Karlo Clever: „Das Schönste ist das Freisein“

Karlo Clever : „Das Schönste ist das Freisein“

Als Junge fing er mit kleinen Sprüngen im Schnee an. Mittlerweile ist Justin Lisso 19 Jahre alt – und springt auf seinen Skiern von steilen Schanzen. Vor einem Jahr wurde er mit dem deutschen Nachwuchs-Team Weltmeister.

Bis März stehen für ihn noch mehrere wichtige Wettbewerbe an. Anfang Februar treten die Skispringer auch in Deutschland an: beim Weltcup in Oberstdorf, einem Ort im Bundesland Bayern. Justin Lisso erzählt, was beim Skispringen besonders wichtig ist.

Wie kommt man zum Skispringen?

Justin Lisso: Man fängt in einem Verein an, erst mal auf kleinen Zehn-Meter-Schanzen. Dann macht man mal ein paar Hüpferchen und steigert sich Stück für Stück, Jahr für Jahr, bis es auf eine größere Schanze geht.

Worauf kommt es auf den großen Schanzen an?

Justin Lisso: Es ist wichtig, gut die Spur hinunterzukommen und die Balance zu finden. Dann muss man sauber den Schanzentisch treffen, also genau an der Kante abzuspringen. Von dort stoßen wir uns ab und springen nach oben.

Und in der Luft?

Justin Lisso: Da geht es für mich darum, die Ski gerade zu halten und stabil in der Luft zu liegen. Dabei probiere ich, den Körper zu strecken.

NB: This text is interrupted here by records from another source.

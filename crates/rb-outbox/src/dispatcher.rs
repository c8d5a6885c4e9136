//! Outbox dispatcher assembly.
//!
//! Wires the poller, global buffer, group distributor and recovery task
//! around one repository and one batch API client, and owns the shared
//! state: the in-flight counter, the primary flag, the metrics counters and
//! the shutdown signal.
//!
//! The in-flight counter is advisory. It resets to zero on restart, which is
//! safe: outstanding work is IN_PROGRESS in the database and the orphan scan
//! rewinds it before the new leader polls.

use std::sync::atomic::{AtomicBool, AtomicU64, Ordering};
use std::sync::{Arc, Mutex};
use std::time::Duration;

use anyhow::Result;
use rb_common::OutboxItem;
use tokio::sync::{broadcast, mpsc};
use tracing::{debug, info, warn};

use crate::api_client::BatchApi;
use crate::buffer::{GlobalBuffer, GlobalBufferConfig};
use crate::distributor::{GroupDistributor, GroupDistributorConfig};
use crate::group_processor::GroupProcessorConfig;
use crate::metrics::{DispatcherMetrics, MetricsSnapshot};
use crate::poller::{Poller, PollerConfig};
use crate::recovery::{RecoveryConfig, RecoveryTask};
use crate::repository::OutboxRepository;

#[cfg(feature = "standby")]
use tracing::error;

/// Dispatcher configuration.
#[derive(Debug, Clone)]
pub struct DispatcherConfig {
    /// Master switch; a disabled dispatcher starts nothing.
    pub enabled: bool,
    pub poll_interval: Duration,
    pub recovery_interval: Duration,
    /// Rows fetched per poll, per item type.
    pub poll_batch_size: u32,
    /// Maximum items per API call.
    pub api_batch_size: usize,
    /// Partial-batch linger in the group workers.
    pub batch_linger: Duration,
    /// Pipeline backpressure ceiling.
    pub max_in_flight: u64,
    /// Global buffer capacity.
    pub global_buffer_size: usize,
    /// Concurrent API call cap across all groups.
    pub max_concurrent_groups: usize,
    /// Per-group queue capacity.
    pub group_queue_capacity: usize,
    /// Age after which recovery rewinds a non-success row.
    pub processing_timeout: Duration,
    /// Rows per recovery pass, per item type.
    pub recovery_scan_limit: u32,
}

impl Default for DispatcherConfig {
    fn default() -> Self {
        Self {
            enabled: true,
            poll_interval: Duration::from_secs(1),
            recovery_interval: Duration::from_secs(60),
            poll_batch_size: 100,
            api_batch_size: 100,
            batch_linger: Duration::from_millis(25),
            max_in_flight: 1000,
            global_buffer_size: 2000,
            max_concurrent_groups: 50,
            group_queue_capacity: 1000,
            processing_timeout: Duration::from_secs(300),
            recovery_scan_limit: 1000,
        }
    }
}

/// The assembled outbox dispatcher.
pub struct OutboxDispatcher {
    config: DispatcherConfig,
    buffer_rx: Mutex<Option<mpsc::Receiver<OutboxItem>>>,
    distributor: Arc<GroupDistributor>,
    poller: Poller,
    recovery: Arc<RecoveryTask>,
    in_flight: Arc<AtomicU64>,
    is_primary: Arc<AtomicBool>,
    running: AtomicBool,
    shutdown_tx: broadcast::Sender<()>,
    metrics: Arc<DispatcherMetrics>,
}

impl OutboxDispatcher {
    pub fn new(
        config: DispatcherConfig,
        repository: Arc<dyn OutboxRepository>,
        api: Arc<dyn BatchApi>,
    ) -> Self {
        let in_flight = Arc::new(AtomicU64::new(0));
        // Primary by default: single-instance mode has no election.
        let is_primary = Arc::new(AtomicBool::new(true));
        let metrics = Arc::new(DispatcherMetrics::default());
        let (shutdown_tx, _) = broadcast::channel(1);

        let (buffer, buffer_rx) = GlobalBuffer::new(GlobalBufferConfig {
            capacity: config.global_buffer_size,
        });
        let buffer = Arc::new(buffer);

        let distributor = Arc::new(GroupDistributor::new(
            GroupDistributorConfig {
                queue_capacity: config.group_queue_capacity,
                max_concurrent_groups: config.max_concurrent_groups,
                processor: GroupProcessorConfig {
                    api_batch_size: config.api_batch_size,
                    batch_linger: config.batch_linger,
                },
            },
            Arc::clone(&repository),
            api,
            Arc::clone(&in_flight),
            Arc::clone(&metrics),
        ));

        let poller = Poller::new(
            PollerConfig {
                poll_interval: config.poll_interval,
                poll_batch_size: config.poll_batch_size,
                max_in_flight: config.max_in_flight,
            },
            Arc::clone(&repository),
            Arc::clone(&buffer),
            Arc::clone(&in_flight),
            Arc::clone(&is_primary),
            Arc::clone(&metrics),
        );

        let recovery = Arc::new(RecoveryTask::new(
            repository,
            RecoveryConfig {
                check_interval: config.recovery_interval,
                processing_timeout: config.processing_timeout,
                scan_limit: config.recovery_scan_limit,
            },
            Arc::clone(&is_primary),
            Arc::clone(&in_flight),
            Arc::clone(&metrics),
        ));

        Self {
            config,
            buffer_rx: Mutex::new(Some(buffer_rx)),
            distributor,
            poller,
            recovery,
            in_flight,
            is_primary,
            running: AtomicBool::new(false),
            shutdown_tx,
            metrics,
        }
    }

    pub fn is_primary(&self) -> bool {
        self.is_primary.load(Ordering::SeqCst)
    }

    pub fn set_primary(&self, primary: bool) {
        self.is_primary.store(primary, Ordering::SeqCst);
        if primary {
            info!("Outbox dispatcher became primary");
        } else {
            warn!("Outbox dispatcher lost primary role");
        }
    }

    pub fn is_running(&self) -> bool {
        self.running.load(Ordering::SeqCst)
    }

    pub fn in_flight_count(&self) -> u64 {
        self.in_flight.load(Ordering::SeqCst)
    }

    /// Counters plus pipeline gauges.
    pub async fn metrics(&self) -> MetricsSnapshot {
        let in_flight = self.in_flight_count();
        let active_groups = self.distributor.active_groups().await;
        self.metrics.snapshot(in_flight, active_groups)
    }

    /// Run in single-instance mode: this replica is always primary. Rewinds
    /// orphaned IN_PROGRESS rows, then polls until [`shutdown`] is called.
    ///
    /// [`shutdown`]: OutboxDispatcher::shutdown
    pub async fn start(&self) -> Result<()> {
        if !self.config.enabled {
            info!("Outbox dispatcher is disabled");
            return Ok(());
        }
        if self.running.swap(true, Ordering::SeqCst) {
            warn!("Outbox dispatcher already running");
            return Ok(());
        }

        self.log_startup();

        // Orphans must be back in PENDING before the first poll.
        self.recovery.recover_orphans().await?;

        self.run_pipeline().await;
        Ok(())
    }

    /// Run with leader election. The role watcher runs the orphan scan on
    /// every promotion before opening the poll gate.
    #[cfg(feature = "standby")]
    pub async fn start_with_standby(
        self: Arc<Self>,
        standby: Arc<rb_standby::StandbyService>,
    ) -> Result<()> {
        if !self.config.enabled {
            info!("Outbox dispatcher is disabled");
            return Ok(());
        }
        if self.running.swap(true, Ordering::SeqCst) {
            warn!("Outbox dispatcher already running");
            return Ok(());
        }

        self.is_primary.store(false, Ordering::SeqCst);
        self.log_startup();

        let watcher_handle = {
            let dispatcher = Arc::clone(&self);
            let mut role_rx = standby.subscribe();
            let mut shutdown = self.shutdown_tx.subscribe();

            tokio::spawn(async move {
                loop {
                    let role = *role_rx.borrow_and_update();

                    if role == rb_standby::Role::Primary && !dispatcher.is_primary() {
                        if let Err(e) = dispatcher.recovery.recover_orphans().await {
                            // The poll gate still opens: aged orphans are
                            // caught by the periodic pass.
                            error!(error = %e, "Orphan scan failed on promotion");
                        }
                        dispatcher.set_primary(true);
                    } else if role != rb_standby::Role::Primary && dispatcher.is_primary() {
                        dispatcher.set_primary(false);
                    }

                    tokio::select! {
                        changed = role_rx.changed() => {
                            if changed.is_err() {
                                break;
                            }
                        }
                        _ = shutdown.recv() => break,
                    }
                }
            })
        };

        self.run_pipeline().await;
        let _ = watcher_handle.await;
        Ok(())
    }

    /// Signal every loop to stop. Safe to call more than once.
    pub fn shutdown(&self) {
        if !self.running.swap(false, Ordering::SeqCst) {
            return;
        }
        info!("Stopping outbox dispatcher");
        let _ = self.shutdown_tx.send(());
    }

    fn log_startup(&self) {
        info!(
            poll_interval_ms = %self.config.poll_interval.as_millis(),
            poll_batch_size = %self.config.poll_batch_size,
            api_batch_size = %self.config.api_batch_size,
            max_in_flight = %self.config.max_in_flight,
            global_buffer_size = %self.config.global_buffer_size,
            max_concurrent_groups = %self.config.max_concurrent_groups,
            "Starting outbox dispatcher"
        );
    }

    /// Spawn the drainer and recovery loops, run the poll loop inline, then
    /// drain everything on shutdown.
    async fn run_pipeline(&self) {
        let drainer_handle = {
            let taken = self.buffer_rx.lock().expect("buffer_rx lock poisoned").take();
            let mut rx = match taken {
                Some(rx) => rx,
                None => {
                    warn!("Buffer drainer already consumed, dispatcher cannot restart");
                    return;
                }
            };
            let distributor = Arc::clone(&self.distributor);
            let mut shutdown = self.shutdown_tx.subscribe();

            tokio::spawn(async move {
                loop {
                    tokio::select! {
                        maybe_item = rx.recv() => match maybe_item {
                            Some(item) => distributor.distribute(item).await,
                            None => break,
                        },
                        _ = shutdown.recv() => {
                            // Stop accepting, hand over what is buffered.
                            rx.close();
                            while let Some(item) = rx.recv().await {
                                distributor.distribute(item).await;
                            }
                            break;
                        }
                    }
                }
                debug!("Buffer drainer stopped");
            })
        };

        let recovery_handle = {
            let recovery = Arc::clone(&self.recovery);
            let shutdown = self.shutdown_tx.subscribe();
            tokio::spawn(async move { recovery.run(shutdown).await })
        };

        self.poller.run(self.shutdown_tx.subscribe()).await;

        let _ = recovery_handle.await;
        let _ = drainer_handle.await;
        self.distributor.shutdown().await;

        info!("Outbox dispatcher stopped");
    }
}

Hast du nicht manchmal Angst zu stürzen?

Justin Lisso: Ich bin schon mal gestürzt, aber daran denkt man nicht. Ich sag mal so: Respekt ist gut, aber Angst sollte man nicht haben.

Was ist das Schwierigste am Skispringen?

Justin Lisso: Das Schwierigste ist, sich nach einem weniger guten Sprung wieder zu konzentrieren und weiterzuarbeiten. Das Schöne ist das Gefühl, wenn du einen guten Sprung machst und weißt, jetzt geht es weit. Die Ski zu spüren unter dir, wie sie drücken. Einfach das Freisein in der Luft.